→ WHAT TO PRODUCE
Set down exactly the lines of the records from the top to the line containing "use crate::stack::is_ancestor;"; include both.

#### AVAILABLE DATA ####

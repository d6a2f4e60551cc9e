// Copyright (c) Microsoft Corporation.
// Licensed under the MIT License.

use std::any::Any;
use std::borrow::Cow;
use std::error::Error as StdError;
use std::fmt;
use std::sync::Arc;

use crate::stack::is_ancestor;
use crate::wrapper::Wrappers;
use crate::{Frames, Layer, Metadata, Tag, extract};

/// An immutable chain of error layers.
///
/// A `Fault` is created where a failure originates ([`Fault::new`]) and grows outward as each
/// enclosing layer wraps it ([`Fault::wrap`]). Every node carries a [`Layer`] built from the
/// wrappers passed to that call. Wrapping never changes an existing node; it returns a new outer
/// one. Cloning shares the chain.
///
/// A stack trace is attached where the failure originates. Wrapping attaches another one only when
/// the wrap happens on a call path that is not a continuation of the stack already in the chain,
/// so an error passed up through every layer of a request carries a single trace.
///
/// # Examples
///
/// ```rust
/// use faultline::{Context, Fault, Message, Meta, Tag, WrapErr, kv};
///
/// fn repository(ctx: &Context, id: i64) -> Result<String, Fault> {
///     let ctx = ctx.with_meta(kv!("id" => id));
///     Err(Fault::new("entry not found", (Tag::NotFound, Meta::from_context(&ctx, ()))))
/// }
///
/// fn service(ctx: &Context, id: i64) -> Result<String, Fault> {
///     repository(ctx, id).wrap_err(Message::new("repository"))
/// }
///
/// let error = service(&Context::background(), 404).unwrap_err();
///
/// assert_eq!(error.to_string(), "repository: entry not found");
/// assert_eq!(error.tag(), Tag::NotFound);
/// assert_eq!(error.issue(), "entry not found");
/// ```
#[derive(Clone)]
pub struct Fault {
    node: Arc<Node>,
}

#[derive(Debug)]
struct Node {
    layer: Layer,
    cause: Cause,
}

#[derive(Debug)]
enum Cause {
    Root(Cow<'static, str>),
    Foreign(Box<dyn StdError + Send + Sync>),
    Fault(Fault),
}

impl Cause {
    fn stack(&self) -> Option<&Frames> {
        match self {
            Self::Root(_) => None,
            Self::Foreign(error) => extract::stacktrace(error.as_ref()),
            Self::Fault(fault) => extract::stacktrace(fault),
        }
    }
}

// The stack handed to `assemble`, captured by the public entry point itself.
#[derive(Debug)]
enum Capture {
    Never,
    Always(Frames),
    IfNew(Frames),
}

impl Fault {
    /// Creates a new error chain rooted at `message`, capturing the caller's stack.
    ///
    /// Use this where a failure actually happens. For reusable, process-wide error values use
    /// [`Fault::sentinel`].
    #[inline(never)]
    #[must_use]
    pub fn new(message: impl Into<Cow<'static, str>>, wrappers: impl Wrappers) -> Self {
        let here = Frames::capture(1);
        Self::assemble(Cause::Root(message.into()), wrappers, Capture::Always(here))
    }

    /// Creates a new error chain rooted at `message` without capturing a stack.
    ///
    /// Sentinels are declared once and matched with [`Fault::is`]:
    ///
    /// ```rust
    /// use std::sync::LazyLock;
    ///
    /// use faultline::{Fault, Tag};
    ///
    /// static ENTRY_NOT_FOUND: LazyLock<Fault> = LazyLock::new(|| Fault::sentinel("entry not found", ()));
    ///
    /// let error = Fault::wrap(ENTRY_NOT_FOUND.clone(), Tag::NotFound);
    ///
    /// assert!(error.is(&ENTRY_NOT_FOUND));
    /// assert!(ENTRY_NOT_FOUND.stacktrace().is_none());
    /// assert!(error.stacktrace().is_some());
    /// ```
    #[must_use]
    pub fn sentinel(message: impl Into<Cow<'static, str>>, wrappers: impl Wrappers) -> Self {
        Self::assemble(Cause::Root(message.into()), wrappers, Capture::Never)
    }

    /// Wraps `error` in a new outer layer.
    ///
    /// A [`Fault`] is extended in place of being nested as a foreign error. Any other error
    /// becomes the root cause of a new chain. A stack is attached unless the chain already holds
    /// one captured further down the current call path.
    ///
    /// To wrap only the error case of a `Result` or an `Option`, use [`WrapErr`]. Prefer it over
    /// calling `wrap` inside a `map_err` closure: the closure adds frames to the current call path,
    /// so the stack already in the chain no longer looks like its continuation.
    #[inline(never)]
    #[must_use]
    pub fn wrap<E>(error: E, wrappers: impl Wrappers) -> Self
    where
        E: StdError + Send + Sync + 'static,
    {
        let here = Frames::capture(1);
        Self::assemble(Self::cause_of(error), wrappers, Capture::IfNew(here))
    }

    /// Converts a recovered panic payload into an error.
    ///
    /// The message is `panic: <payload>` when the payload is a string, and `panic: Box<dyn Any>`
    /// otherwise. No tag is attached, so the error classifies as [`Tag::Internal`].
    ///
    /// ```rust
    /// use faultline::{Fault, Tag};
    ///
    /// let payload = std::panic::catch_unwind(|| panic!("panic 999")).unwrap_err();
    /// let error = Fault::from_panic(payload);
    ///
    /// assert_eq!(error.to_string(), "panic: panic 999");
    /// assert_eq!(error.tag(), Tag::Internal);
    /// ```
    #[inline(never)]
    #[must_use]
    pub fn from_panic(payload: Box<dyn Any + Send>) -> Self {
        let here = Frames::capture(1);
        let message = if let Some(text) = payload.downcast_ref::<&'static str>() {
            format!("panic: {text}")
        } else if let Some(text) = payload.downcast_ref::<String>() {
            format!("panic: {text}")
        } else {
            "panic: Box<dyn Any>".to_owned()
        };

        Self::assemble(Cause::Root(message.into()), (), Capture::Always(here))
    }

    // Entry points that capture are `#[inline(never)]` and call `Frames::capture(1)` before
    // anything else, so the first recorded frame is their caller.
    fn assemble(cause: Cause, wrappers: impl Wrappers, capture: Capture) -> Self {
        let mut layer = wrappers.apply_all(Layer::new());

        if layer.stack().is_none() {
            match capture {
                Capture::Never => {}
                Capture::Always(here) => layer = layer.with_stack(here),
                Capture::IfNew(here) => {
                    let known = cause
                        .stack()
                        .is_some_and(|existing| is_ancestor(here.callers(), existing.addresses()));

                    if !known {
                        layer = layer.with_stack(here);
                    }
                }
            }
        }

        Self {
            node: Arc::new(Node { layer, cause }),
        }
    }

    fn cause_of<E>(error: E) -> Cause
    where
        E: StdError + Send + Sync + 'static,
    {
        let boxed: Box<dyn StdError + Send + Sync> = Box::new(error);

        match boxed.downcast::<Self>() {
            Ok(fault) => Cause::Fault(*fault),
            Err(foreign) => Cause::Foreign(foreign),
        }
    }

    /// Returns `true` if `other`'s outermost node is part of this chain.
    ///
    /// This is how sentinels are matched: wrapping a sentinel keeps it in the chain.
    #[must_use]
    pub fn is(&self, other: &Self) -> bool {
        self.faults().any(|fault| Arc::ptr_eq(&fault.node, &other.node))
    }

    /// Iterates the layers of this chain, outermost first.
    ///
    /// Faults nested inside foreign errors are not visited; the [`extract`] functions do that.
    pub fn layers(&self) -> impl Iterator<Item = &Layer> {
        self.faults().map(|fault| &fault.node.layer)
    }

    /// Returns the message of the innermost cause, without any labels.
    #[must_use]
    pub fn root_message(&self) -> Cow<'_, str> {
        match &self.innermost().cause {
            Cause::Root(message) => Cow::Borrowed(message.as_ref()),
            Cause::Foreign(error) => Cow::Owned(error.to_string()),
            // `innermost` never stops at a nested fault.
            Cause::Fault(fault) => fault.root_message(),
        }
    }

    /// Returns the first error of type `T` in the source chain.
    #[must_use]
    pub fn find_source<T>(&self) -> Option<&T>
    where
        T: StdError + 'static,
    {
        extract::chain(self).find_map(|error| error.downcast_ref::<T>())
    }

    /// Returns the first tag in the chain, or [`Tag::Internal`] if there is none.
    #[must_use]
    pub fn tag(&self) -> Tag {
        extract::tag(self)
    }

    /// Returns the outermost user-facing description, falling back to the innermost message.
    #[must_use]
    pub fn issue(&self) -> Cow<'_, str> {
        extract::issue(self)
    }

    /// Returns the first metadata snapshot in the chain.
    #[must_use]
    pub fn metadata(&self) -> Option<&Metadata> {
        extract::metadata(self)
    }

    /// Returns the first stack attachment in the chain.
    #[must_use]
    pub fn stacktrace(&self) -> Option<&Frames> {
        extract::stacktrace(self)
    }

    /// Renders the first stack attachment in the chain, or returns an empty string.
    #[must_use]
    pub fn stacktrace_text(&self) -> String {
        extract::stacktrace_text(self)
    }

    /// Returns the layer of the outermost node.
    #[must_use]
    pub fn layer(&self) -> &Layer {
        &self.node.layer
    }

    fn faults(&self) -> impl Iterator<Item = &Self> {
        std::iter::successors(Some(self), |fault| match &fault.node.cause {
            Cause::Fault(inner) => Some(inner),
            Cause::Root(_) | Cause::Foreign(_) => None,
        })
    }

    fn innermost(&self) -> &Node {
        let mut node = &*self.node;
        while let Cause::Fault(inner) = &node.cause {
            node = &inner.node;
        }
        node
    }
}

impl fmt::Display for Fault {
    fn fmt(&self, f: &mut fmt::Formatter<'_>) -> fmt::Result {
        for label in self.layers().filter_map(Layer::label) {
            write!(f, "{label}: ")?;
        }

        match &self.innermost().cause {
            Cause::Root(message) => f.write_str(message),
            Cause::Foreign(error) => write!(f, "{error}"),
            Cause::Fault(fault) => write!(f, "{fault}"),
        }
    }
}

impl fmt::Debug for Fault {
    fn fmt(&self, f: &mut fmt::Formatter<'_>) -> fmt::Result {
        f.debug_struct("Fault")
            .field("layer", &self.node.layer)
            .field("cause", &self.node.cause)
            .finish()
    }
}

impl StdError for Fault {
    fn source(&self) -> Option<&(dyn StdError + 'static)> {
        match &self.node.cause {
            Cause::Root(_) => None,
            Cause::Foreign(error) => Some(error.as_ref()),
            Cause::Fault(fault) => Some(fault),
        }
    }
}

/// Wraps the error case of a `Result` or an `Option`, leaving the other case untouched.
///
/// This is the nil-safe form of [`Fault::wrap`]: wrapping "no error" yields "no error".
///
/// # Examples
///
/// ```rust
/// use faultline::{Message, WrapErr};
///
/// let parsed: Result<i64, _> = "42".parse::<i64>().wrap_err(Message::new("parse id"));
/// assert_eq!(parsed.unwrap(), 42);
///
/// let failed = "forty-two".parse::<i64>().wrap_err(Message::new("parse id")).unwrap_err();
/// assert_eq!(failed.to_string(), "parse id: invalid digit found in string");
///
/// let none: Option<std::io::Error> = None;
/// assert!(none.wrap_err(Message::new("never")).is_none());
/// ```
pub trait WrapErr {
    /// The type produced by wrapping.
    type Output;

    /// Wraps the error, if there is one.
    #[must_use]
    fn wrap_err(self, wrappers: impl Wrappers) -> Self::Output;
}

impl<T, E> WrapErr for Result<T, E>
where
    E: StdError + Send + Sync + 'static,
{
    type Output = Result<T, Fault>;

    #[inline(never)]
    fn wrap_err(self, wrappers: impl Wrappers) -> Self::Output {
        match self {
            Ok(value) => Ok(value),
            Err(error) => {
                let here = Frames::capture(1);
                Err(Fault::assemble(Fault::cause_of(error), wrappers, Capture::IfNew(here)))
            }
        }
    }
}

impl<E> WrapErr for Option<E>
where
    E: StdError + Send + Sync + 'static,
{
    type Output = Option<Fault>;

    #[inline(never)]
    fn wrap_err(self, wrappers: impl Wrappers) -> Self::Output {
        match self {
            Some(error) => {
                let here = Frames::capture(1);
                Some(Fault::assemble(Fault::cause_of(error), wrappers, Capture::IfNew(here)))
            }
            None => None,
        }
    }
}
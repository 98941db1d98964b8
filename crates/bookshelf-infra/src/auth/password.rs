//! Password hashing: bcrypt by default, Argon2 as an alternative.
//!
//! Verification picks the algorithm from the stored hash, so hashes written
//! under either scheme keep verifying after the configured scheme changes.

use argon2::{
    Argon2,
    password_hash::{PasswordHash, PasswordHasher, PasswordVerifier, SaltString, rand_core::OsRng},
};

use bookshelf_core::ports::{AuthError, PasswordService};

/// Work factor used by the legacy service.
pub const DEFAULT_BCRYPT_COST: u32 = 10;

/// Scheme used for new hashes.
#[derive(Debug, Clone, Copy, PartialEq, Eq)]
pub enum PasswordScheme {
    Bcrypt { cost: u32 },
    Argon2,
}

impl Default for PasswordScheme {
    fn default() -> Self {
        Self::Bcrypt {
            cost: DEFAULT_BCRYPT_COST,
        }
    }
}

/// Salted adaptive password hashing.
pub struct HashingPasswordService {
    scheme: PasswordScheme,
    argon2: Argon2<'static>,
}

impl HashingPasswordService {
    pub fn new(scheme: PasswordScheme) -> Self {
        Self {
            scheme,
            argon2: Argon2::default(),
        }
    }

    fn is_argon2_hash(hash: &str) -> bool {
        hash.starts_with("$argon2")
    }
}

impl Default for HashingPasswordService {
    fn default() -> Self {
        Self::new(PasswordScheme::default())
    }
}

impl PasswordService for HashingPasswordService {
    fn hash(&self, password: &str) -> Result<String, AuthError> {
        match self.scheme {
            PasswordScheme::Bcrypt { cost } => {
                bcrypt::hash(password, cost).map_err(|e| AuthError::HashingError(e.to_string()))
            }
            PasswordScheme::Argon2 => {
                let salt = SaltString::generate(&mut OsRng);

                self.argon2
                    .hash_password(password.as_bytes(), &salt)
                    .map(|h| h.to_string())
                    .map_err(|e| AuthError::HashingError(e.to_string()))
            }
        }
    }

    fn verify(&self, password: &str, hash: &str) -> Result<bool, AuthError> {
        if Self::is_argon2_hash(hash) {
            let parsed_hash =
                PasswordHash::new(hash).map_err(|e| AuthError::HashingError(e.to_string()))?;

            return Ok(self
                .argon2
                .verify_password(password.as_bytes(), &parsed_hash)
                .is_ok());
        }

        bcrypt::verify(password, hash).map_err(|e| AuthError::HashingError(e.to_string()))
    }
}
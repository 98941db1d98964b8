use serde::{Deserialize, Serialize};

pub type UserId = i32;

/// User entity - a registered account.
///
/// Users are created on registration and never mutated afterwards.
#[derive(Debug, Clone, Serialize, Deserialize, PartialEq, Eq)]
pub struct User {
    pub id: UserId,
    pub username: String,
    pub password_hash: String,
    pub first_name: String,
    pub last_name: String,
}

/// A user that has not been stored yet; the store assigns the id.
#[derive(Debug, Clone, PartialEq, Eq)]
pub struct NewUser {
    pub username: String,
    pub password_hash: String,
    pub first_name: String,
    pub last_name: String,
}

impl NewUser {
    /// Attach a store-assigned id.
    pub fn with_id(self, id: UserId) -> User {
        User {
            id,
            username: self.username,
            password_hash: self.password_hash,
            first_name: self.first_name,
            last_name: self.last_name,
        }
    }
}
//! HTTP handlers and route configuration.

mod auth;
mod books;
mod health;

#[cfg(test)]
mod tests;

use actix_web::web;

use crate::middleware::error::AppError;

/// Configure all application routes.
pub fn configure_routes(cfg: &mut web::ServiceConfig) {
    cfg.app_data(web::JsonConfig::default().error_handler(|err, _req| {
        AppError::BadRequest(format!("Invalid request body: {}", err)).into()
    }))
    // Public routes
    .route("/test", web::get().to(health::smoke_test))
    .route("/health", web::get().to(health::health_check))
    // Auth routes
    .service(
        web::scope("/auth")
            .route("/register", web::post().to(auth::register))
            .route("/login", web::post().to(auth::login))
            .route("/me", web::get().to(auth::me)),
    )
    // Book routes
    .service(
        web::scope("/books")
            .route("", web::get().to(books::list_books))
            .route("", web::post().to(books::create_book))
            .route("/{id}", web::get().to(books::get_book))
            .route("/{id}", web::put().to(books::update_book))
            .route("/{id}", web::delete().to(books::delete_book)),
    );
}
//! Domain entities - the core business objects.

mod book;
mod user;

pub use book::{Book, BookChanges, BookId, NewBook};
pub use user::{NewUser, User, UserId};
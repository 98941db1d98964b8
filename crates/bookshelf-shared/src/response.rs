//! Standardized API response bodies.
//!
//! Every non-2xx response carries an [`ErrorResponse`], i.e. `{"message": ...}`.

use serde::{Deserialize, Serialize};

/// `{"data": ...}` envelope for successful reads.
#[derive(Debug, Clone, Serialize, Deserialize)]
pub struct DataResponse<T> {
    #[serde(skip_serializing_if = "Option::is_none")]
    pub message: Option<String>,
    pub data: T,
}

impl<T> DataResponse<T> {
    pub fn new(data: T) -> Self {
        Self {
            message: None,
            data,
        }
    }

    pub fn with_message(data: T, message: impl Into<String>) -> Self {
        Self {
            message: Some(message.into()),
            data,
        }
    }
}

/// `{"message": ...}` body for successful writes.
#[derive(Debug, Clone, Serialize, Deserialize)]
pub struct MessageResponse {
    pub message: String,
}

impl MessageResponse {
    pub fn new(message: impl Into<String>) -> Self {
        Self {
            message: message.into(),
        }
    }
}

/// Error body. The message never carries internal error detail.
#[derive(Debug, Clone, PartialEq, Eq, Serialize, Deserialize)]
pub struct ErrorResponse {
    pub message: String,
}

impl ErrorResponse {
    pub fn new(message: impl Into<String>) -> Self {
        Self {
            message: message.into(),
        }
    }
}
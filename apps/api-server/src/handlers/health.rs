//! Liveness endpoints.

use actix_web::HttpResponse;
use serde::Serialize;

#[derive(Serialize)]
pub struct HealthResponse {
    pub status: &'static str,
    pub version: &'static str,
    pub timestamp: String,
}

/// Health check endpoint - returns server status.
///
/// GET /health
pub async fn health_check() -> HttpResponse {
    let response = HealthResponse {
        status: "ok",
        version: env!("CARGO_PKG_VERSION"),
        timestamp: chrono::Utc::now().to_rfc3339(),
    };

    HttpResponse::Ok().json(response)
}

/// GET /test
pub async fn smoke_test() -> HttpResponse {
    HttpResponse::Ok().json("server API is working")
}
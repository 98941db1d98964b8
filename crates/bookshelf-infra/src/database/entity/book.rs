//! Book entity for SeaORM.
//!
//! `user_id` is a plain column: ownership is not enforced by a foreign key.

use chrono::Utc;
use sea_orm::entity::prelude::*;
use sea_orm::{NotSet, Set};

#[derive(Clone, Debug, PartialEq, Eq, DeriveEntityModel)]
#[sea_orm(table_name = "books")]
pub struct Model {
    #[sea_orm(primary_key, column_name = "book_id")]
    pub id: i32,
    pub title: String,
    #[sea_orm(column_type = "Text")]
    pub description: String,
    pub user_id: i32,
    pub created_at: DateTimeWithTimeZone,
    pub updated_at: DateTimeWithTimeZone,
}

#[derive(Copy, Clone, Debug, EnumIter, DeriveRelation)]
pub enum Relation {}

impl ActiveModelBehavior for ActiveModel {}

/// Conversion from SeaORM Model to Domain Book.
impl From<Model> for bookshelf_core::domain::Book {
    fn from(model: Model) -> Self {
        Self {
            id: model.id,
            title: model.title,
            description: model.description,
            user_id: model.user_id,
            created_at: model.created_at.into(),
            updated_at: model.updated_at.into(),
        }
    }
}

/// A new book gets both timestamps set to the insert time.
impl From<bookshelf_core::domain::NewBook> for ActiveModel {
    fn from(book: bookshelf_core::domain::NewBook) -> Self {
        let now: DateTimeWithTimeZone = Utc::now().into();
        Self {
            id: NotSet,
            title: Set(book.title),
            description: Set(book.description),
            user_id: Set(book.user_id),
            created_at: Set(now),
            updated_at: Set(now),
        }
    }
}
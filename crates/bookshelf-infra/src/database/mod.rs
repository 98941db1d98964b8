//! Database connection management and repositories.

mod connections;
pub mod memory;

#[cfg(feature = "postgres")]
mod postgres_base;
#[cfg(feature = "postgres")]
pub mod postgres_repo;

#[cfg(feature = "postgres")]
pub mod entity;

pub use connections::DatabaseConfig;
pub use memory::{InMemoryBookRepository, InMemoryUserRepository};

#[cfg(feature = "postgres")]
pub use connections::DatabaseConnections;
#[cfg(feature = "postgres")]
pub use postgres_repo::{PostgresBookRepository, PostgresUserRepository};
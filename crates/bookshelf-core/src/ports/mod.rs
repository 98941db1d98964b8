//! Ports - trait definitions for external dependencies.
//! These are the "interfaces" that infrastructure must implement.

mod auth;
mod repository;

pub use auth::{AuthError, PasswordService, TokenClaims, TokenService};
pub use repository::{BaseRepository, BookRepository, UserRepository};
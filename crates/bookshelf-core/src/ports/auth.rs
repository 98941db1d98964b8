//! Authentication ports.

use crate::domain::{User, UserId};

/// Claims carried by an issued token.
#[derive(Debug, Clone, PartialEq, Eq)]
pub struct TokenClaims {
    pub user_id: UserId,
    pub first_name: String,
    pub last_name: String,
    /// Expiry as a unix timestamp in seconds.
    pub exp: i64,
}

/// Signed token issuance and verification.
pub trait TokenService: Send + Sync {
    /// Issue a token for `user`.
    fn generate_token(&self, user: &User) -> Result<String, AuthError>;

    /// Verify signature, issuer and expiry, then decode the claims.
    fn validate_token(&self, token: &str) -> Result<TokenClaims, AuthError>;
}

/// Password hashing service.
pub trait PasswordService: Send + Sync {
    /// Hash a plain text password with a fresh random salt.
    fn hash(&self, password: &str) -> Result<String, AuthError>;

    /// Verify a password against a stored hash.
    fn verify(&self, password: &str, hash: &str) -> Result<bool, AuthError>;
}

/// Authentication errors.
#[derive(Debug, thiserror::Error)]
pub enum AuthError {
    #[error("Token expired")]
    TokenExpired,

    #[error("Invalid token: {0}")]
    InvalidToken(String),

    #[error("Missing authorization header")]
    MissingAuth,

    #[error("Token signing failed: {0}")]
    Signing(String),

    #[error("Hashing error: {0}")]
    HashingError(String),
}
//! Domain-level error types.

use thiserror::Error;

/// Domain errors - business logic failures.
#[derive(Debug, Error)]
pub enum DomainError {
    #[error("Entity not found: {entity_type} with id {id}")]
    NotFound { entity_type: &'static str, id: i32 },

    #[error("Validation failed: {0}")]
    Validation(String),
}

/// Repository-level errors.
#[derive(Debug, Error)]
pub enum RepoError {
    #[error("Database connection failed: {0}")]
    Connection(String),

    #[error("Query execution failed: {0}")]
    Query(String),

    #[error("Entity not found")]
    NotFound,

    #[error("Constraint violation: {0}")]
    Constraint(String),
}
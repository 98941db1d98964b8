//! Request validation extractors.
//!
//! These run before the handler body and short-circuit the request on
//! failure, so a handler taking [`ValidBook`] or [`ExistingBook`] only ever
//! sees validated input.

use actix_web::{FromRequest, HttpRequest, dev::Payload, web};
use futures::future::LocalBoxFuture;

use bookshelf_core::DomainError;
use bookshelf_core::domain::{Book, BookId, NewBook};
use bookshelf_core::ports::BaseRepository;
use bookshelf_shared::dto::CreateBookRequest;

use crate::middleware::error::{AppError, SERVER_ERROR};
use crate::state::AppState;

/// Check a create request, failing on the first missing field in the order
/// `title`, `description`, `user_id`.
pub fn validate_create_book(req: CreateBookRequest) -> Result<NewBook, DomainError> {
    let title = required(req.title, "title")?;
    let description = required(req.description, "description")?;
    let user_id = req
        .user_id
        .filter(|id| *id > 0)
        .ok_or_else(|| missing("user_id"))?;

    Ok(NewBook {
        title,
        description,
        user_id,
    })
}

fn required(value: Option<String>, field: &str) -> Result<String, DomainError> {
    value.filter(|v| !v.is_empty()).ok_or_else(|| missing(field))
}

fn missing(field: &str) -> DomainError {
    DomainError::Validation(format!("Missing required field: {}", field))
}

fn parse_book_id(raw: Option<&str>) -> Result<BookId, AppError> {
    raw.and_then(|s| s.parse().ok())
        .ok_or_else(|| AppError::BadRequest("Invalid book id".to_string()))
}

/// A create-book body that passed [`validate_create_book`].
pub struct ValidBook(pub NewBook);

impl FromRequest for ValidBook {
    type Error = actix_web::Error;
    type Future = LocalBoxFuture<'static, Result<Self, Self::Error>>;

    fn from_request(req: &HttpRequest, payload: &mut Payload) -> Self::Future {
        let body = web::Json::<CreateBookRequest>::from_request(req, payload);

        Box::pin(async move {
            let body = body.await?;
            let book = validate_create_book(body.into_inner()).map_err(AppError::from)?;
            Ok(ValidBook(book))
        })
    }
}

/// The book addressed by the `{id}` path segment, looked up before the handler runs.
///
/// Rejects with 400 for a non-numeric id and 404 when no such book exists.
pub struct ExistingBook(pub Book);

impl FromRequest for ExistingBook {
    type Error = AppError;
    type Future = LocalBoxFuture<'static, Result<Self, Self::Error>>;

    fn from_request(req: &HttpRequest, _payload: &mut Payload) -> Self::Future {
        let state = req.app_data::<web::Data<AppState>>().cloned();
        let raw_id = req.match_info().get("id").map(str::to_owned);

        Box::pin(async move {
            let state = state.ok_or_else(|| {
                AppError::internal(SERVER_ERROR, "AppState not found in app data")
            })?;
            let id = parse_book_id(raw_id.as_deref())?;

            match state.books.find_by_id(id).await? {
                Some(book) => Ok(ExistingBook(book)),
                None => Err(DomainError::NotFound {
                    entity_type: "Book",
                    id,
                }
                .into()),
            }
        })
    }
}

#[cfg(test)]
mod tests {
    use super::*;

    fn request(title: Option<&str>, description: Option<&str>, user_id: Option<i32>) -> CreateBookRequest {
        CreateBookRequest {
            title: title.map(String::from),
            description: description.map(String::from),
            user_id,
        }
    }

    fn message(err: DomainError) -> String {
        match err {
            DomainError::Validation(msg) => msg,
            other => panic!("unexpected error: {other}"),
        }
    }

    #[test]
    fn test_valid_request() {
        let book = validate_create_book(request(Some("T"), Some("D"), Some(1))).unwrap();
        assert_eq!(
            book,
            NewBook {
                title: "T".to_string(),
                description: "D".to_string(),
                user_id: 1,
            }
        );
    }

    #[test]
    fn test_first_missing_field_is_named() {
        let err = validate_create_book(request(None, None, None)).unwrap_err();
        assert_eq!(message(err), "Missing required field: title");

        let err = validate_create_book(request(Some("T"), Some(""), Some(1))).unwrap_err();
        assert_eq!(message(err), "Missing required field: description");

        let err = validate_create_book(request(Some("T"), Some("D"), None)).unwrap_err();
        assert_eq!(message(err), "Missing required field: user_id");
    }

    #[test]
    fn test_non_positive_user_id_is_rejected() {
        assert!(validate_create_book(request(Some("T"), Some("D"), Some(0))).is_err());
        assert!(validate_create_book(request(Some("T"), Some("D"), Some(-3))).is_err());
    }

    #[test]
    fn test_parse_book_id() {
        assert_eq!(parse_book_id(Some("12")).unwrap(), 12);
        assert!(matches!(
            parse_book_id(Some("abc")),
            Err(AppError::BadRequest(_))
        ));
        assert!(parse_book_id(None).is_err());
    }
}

####

→ EXPECTED ANSWER
repository d6a2f4e60551cc9e
// Copyright (c) Microsoft Corporation.
// Licensed under the MIT License.

use std::any::Any;
use std::borrow::Cow;
use std::error::Error as StdError;
use std::fmt;
use std::sync::Arc;

use crate::stack::is_ancestor;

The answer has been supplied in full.